(Saved data entries)
//! Application state structures.
//!
//! The shell keeps the widget and its auto-pan driver alongside the small amount of
//! egui-specific state needed to display the grid surface.

use crate::config::GridEditConfig;
use crate::error::GridError;
use crate::scroll::AutoPan;
use crate::widget::GridEdit;
use eframe::egui;
use std::time::Duration;

/// Default width of the controls sidebar, in points.
const SIDEBAR_WIDTH: f32 = 250.0;

/// State related to displaying the grid surface.
#[derive(Default)]
pub struct CanvasState {
    /// GPU copy of the grid surface
    pub(super) texture: Option<egui::TextureHandle>,
    /// Widget generation the texture was last uploaded from
    pub(super) uploaded_generation: Option<u64>,
    /// Last size requested from the layout coordinator, in device pixels
    pub(super) last_size: Option<[u32; 2]>,
    /// Whether a drag pan is in progress
    pub(super) is_panning: bool,
}

/// State of the controls sidebar.
pub struct SidebarState {
    /// Remembered panel width
    pub(super) width: f32,
}

impl Default for SidebarState {
    fn default() -> Self {
        Self {
            width: SIDEBAR_WIDTH,
        }
    }
}

/// The grid editor application: the widget, its pan driver and the egui shell state.
pub struct GridEditApp {
    /// The composite grid widget
    pub grid: GridEdit,
    /// Automatic panning driver
    pub auto_pan: AutoPan,
    pub(super) canvas: CanvasState,
    pub(super) sidebar: SidebarState,
}

impl Default for GridEditApp {
    fn default() -> Self {
        let mut grid = GridEdit::new();
        grid.attach();
        Self {
            grid,
            auto_pan: AutoPan::drift(),
            canvas: CanvasState::default(),
            sidebar: SidebarState::default(),
        }
    }
}

impl GridEditApp {
    /// Builds the application from a configuration.
    pub fn new(config: &GridEditConfig) -> Result<Self, GridError> {
        let mut grid = GridEdit::from_config(config)?;
        let auto_pan = AutoPan::from_config(&config.auto_pan)?;
        grid.attach();
        Ok(Self {
            grid,
            auto_pan,
            canvas: CanvasState::default(),
            sidebar: SidebarState::default(),
        })
    }

    /// Builds the application from a configuration, falling back to defaults when it is rejected.
    pub fn new_or_default(config: &GridEditConfig) -> Self {
        Self::new(config).unwrap_or_else(|err| {
            log::warn!("invalid configuration, using defaults: {err}");
            Self::default()
        })
    }

    /// Advances the auto-pan driver by one frame's worth of time.
    pub fn tick(&mut self, dt: Duration) {
        if let Err(err) = self.auto_pan.advance(dt, &mut self.grid) {
            log::warn!("auto-pan stopped: {err}");
            self.auto_pan.horizontal.stop();
            self.auto_pan.vertical.stop();
        }
    }

    /// Whether the user is dragging the viewport.
    pub fn is_panning(&self) -> bool {
        self.canvas.is_panning
    }
}
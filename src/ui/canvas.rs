//! Grid canvas display and navigation.
//!
//! This module keeps the widget sized to the central panel, uploads the grid surface to an
//! egui texture whenever it was redrawn, and pans the viewport on drag.

use super::state::GridEditApp;
use eframe::egui;

impl GridEditApp {
    /// Draws the grid canvas into all remaining space of `ui`.
    ///
    /// # Arguments
    ///
    /// * `ui` - The egui UI context
    pub fn draw_canvas(&mut self, ui: &mut egui::Ui) {
        let (response, painter) = ui.allocate_painter(ui.available_size(), egui::Sense::drag());
        let pixels_per_point = ui.ctx().pixels_per_point();

        self.sync_canvas_size(response.rect.size(), pixels_per_point);
        self.handle_canvas_panning(&response, pixels_per_point);
        self.upload_grid_texture(ui.ctx());

        let painter = painter.with_clip_rect(response.rect);
        if let Some(texture) = &self.canvas.texture {
            let uv = egui::Rect::from_min_max(egui::pos2(0.0, 0.0), egui::pos2(1.0, 1.0));
            painter.image(texture.id(), response.rect, uv, egui::Color32::WHITE);
        }

        let offset = self.grid.offset();
        painter.text(
            response.rect.left_bottom() + egui::vec2(8.0, -8.0),
            egui::Align2::LEFT_BOTTOM,
            format!("x: {:.1}  y: {:.1}", offset.x, offset.y),
            egui::FontId::monospace(12.0),
            egui::Color32::from_gray(96),
        );
    }

    /// Resizes the widget when the canvas area changed size.
    ///
    /// # Arguments
    ///
    /// * `size` - Canvas size in points
    /// * `pixels_per_point` - Display scale used to convert points to device pixels
    pub fn sync_canvas_size(&mut self, size: egui::Vec2, pixels_per_point: f32) {
        let device = |points: f32| (points * pixels_per_point).round().max(0.0) as u32;
        let requested = [device(size.x), device(size.y)];
        if self.canvas.last_size == Some(requested) {
            return;
        }
        self.canvas.last_size = Some(requested);
        if let Err(err) = self
            .grid
            .resize(f64::from(requested[0]), f64::from(requested[1]))
        {
            log::warn!("canvas resize failed: {err}");
        }
    }

    /// Pans the viewport while the canvas is being dragged.
    ///
    /// # Arguments
    ///
    /// * `response` - The response from the canvas widget
    /// * `pixels_per_point` - Display scale used to convert points to device pixels
    pub fn handle_canvas_panning(&mut self, response: &egui::Response, pixels_per_point: f32) {
        self.canvas.is_panning = response.dragged();
        if self.canvas.is_panning {
            let delta = response.drag_delta();
            if delta != egui::Vec2::ZERO {
                self.pan_by_screen_delta(delta, pixels_per_point);
            }
        }
    }

    /// Moves the viewport so content follows a pointer movement of `delta` points.
    pub fn pan_by_screen_delta(&mut self, delta: egui::Vec2, pixels_per_point: f32) {
        let dx = -f64::from(delta.x * pixels_per_point);
        let dy = -f64::from(delta.y * pixels_per_point);
        if let Err(err) = self.grid.pan_by(dx, dy) {
            log::warn!("pan rejected: {err}");
        }
    }

    /// Copies the grid surface into the canvas texture if it was redrawn since the last upload.
    pub fn upload_grid_texture(&mut self, ctx: &egui::Context) {
        let generation = self.grid.generation();
        if self.canvas.uploaded_generation == Some(generation) {
            return;
        }
        self.canvas.uploaded_generation = Some(generation);

        let surface = self.grid.surface();
        if surface.is_empty() {
            self.canvas.texture = None;
            return;
        }
        let size = [surface.width() as usize, surface.height() as usize];
        let image = egui::ColorImage::from_rgba_premultiplied(size, surface.data());
        match &mut self.canvas.texture {
            Some(texture) => texture.set(image, egui::TextureOptions::NEAREST),
            None => {
                self.canvas.texture =
                    Some(ctx.load_texture("grid_surface", image, egui::TextureOptions::NEAREST));
            }
        }
    }
}
//! Error types for grid configuration and surface management.

use std::path::PathBuf;
use thiserror::Error;

/// Rejected grid configuration or surface request.
#[derive(Debug, Clone, PartialEq, Error)]
pub enum GridError {
    /// Spacing is non-finite or smaller than [`crate::constants::MIN_GRID_SPACING`].
    #[error("grid spacing must be finite and at least {min}, got {0}", min = crate::constants::MIN_GRID_SPACING)]
    InvalidSpacing(f64),
    /// The major interval must be at least one minor cell.
    #[error("major interval must be at least 1, got {0}")]
    InvalidMajorInterval(u32),
    /// Line widths must be finite and positive.
    #[error("line width must be finite and positive, got {0}")]
    InvalidLineWidth(f64),
    /// Grid scale must be finite and positive.
    #[error("grid scale must be finite and positive, got {0}")]
    InvalidScale(f64),
    /// The content layer cannot be smaller than the visible bounds.
    #[error("oversize factor must be finite and at least 1, got {0}")]
    InvalidOversizeFactor(f64),
    /// Auto-pan speed must be finite and positive.
    #[error("auto-pan speed must be finite and positive, got {0}")]
    InvalidSpeed(f64),
    /// Auto-pan step must be finite.
    #[error("auto-pan step must be finite, got {0}")]
    InvalidStep(f64),
    /// Auto-pan interval of zero would never fire.
    #[error("auto-pan interval must be at least 1 ms")]
    InvalidInterval,
    /// Viewport offsets must be finite.
    #[error("viewport offset must be finite, got ({x}, {y})")]
    NonFiniteOffset {
        /// Requested horizontal offset
        x: f64,
        /// Requested vertical offset
        y: f64,
    },
    /// Color strings are `#rrggbb` or `#rrggbbaa`.
    #[error("invalid color {0:?}, expected #rrggbb or #rrggbbaa")]
    InvalidColor(String),
    /// Requested surface exceeds [`crate::constants::MAX_SURFACE_DIMENSION`] on a side.
    #[error("surface {width}x{height} exceeds the maximum side of {max} pixels", max = crate::constants::MAX_SURFACE_DIMENSION)]
    SurfaceTooLarge {
        /// Requested width in device pixels
        width: u32,
        /// Requested height in device pixels
        height: u32,
    },
}

/// Failure to load a [`crate::GridEditConfig`].
#[derive(Debug, Error)]
pub enum ConfigError {
    /// The config file could not be read.
    #[error("failed to read config {path}: {source}")]
    Io {
        /// Path that was read
        path: PathBuf,
        /// Underlying I/O error
        #[source]
        source: std::io::Error,
    },
    /// The config text is not valid JSON for the config schema.
    #[error("failed to parse config: {0}")]
    Parse(#[from] serde_json::Error),
    /// The config parsed but holds values the grid rejects.
    #[error("invalid config: {0}")]
    Invalid(#[from] GridError),
}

*BRIEF*: Where a line of the data holds "positive", show that line.

*EXPECTED ANSWER*:
    /// Line widths must be finite and positive.
    #[error("line width must be finite and positive, got {0}")]
    /// Grid scale must be finite and positive.
    #[error("grid scale must be finite and positive, got {0}")]
    /// Auto-pan speed must be finite and positive.
    #[error("auto-pan speed must be finite and positive, got {0}")]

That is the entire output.